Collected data
+ + + +

use atelier_core::Locale;
use proptest::prelude::*;
use serde_json::{Value, json};

use super::{
    block_field_definitions, field_definitions_by_category, get_block_field_definition,
    validate_block_data,
};
use crate::block::BlockValidation;
use crate::field::validate_field_list;

#[test]
fn catalog_has_every_block_type() {
    let types: Vec<&str> = block_field_definitions()
        .iter()
        .map(|definition| definition.block_type())
        .collect();

    assert_eq!(types.len(), 17);
    assert!(types.contains(&"hero_banner"));
    assert!(types.contains(&"dynamic_form"));
}

#[test]
fn catalog_field_lists_are_valid() {
    for definition in block_field_definitions() {
        assert!(
            validate_field_list(definition.fields()).is_ok(),
            "{} has an invalid field list",
            definition.block_type()
        );
    }
}

#[test]
fn hero_banner_title_is_required_and_bilingual() {
    let definition = get_block_field_definition("hero_banner");
    let title = definition
        .and_then(|definition| {
            definition
                .fields()
                .iter()
                .find(|field| field.name() == "title")
        })
        .unwrap_or_else(|| unreachable!());

    assert!(title.is_bilingual());
    assert!(title.is_required());
}

#[test]
fn unknown_block_type_is_reported_as_data() {
    assert!(get_block_field_definition("nonexistent_type").is_none());
    assert_eq!(
        validate_block_data("nonexistent_type", &json!({}), Locale::En),
        BlockValidation {
            valid: false,
            errors: vec!["Unknown block type: nonexistent_type".to_owned()],
        }
    );
}

#[test]
fn empty_contact_form_reports_required_title() {
    let result = validate_block_data("contact_form", &json!({}), Locale::En);

    assert!(!result.valid);
    assert!(result.errors.contains(&"Form Title is required".to_owned()));
}

#[test]
fn bilingual_requirement_follows_requested_locale() {
    let data = json!({"title": {"en": "Welcome", "ar": ""}});

    assert!(validate_block_data("hero_banner", &data, Locale::En).valid);
    assert_eq!(
        validate_block_data("hero_banner", &data, Locale::Ar).errors,
        vec!["Title is required".to_owned()]
    );
}

#[test]
fn number_email_and_url_rules_apply() {
    let data = json!({
        "title": {"en": "Contact", "ar": "اتصل"},
        "recipientEmail": "not-an-email",
    });
    assert_eq!(
        validate_block_data("contact_form", &data, Locale::En).errors,
        vec!["Recipient Email must be a valid email address".to_owned()]
    );

    let data = json!({"maxItems": 21, "ctaLink": "portfolio"});
    assert_eq!(
        validate_block_data("portfolio_display_home", &data, Locale::En).errors,
        vec![
            "Maximum Projects to Display must be at most 20".to_owned(),
            "CTA Link must be a valid URL".to_owned(),
        ]
    );
}

#[test]
fn categories_keep_first_seen_order() {
    let categories: Vec<&str> = field_definitions_by_category()
        .iter()
        .map(|(category, _)| *category)
        .collect();

    assert_eq!(
        categories,
        vec![
            "Headers",
            "Content",
            "Services",
            "Portfolio",
            "Forms",
            "Decorative",
            "Recognition",
            "Social Proof",
            "Social",
            "Layout",
        ]
    );

    let forms = field_definitions_by_category()
        .into_iter()
        .find(|(category, _)| *category == "Forms")
        .map(|(_, definitions)| {
            definitions
                .iter()
                .map(|definition| definition.block_type())
                .collect::<Vec<_>>()
        });
    assert_eq!(forms, Some(vec!["contact_form", "dynamic_form"]));
}

fn block_type_strategy() -> impl Strategy<Value = String> {
    let types: Vec<String> = block_field_definitions()
        .iter()
        .map(|definition| definition.block_type().to_owned())
        .collect();
    prop::sample::select(types)
}

fn locale_strategy() -> impl Strategy<Value = Locale> {
    prop::sample::select(Locale::ALL.to_vec())
}

proptest! {
    #[test]
    fn validation_is_idempotent(
        block_type in block_type_strategy(),
        title in ".{0,8}",
        count in -5_i64..30,
        locale in locale_strategy(),
    ) {
        let data = json!({
            "title": {"en": title.clone(), "ar": ""},
            "maxItems": count,
            "maxPosts": count,
            "speed": count,
            "formId": title,
        });

        let first = validate_block_data(&block_type, &data, locale);
        let second = validate_block_data(&block_type, &data, locale);
        prop_assert_eq!(first, second);
    }

    #[test]
    fn speed_bounds_are_inclusive(speed in -20_i64..40) {
        let data = json!({"text": {"en": "Motion", "ar": "حركة"}, "speed": speed});
        let result = validate_block_data("animated_headline", &data, Locale::En);
        prop_assert_eq!(result.valid, (1..=10).contains(&speed));
    }

    #[test]
    fn non_object_data_is_treated_as_empty(number in any::<i64>()) {
        let result = validate_block_data("hero_banner", &Value::from(number), Locale::En);
        prop_assert_eq!(result.errors, vec!["Title is required".to_owned()]);
    }
}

+ + + +

**WHAT TO DO:**
In the lines above, find the word "maxItems" and copy each line that contains it.

**OUTPUT OF THE TASK:**
    let data = json!({"maxItems": 21, "ctaLink": "portfolio"});
            "maxItems": count,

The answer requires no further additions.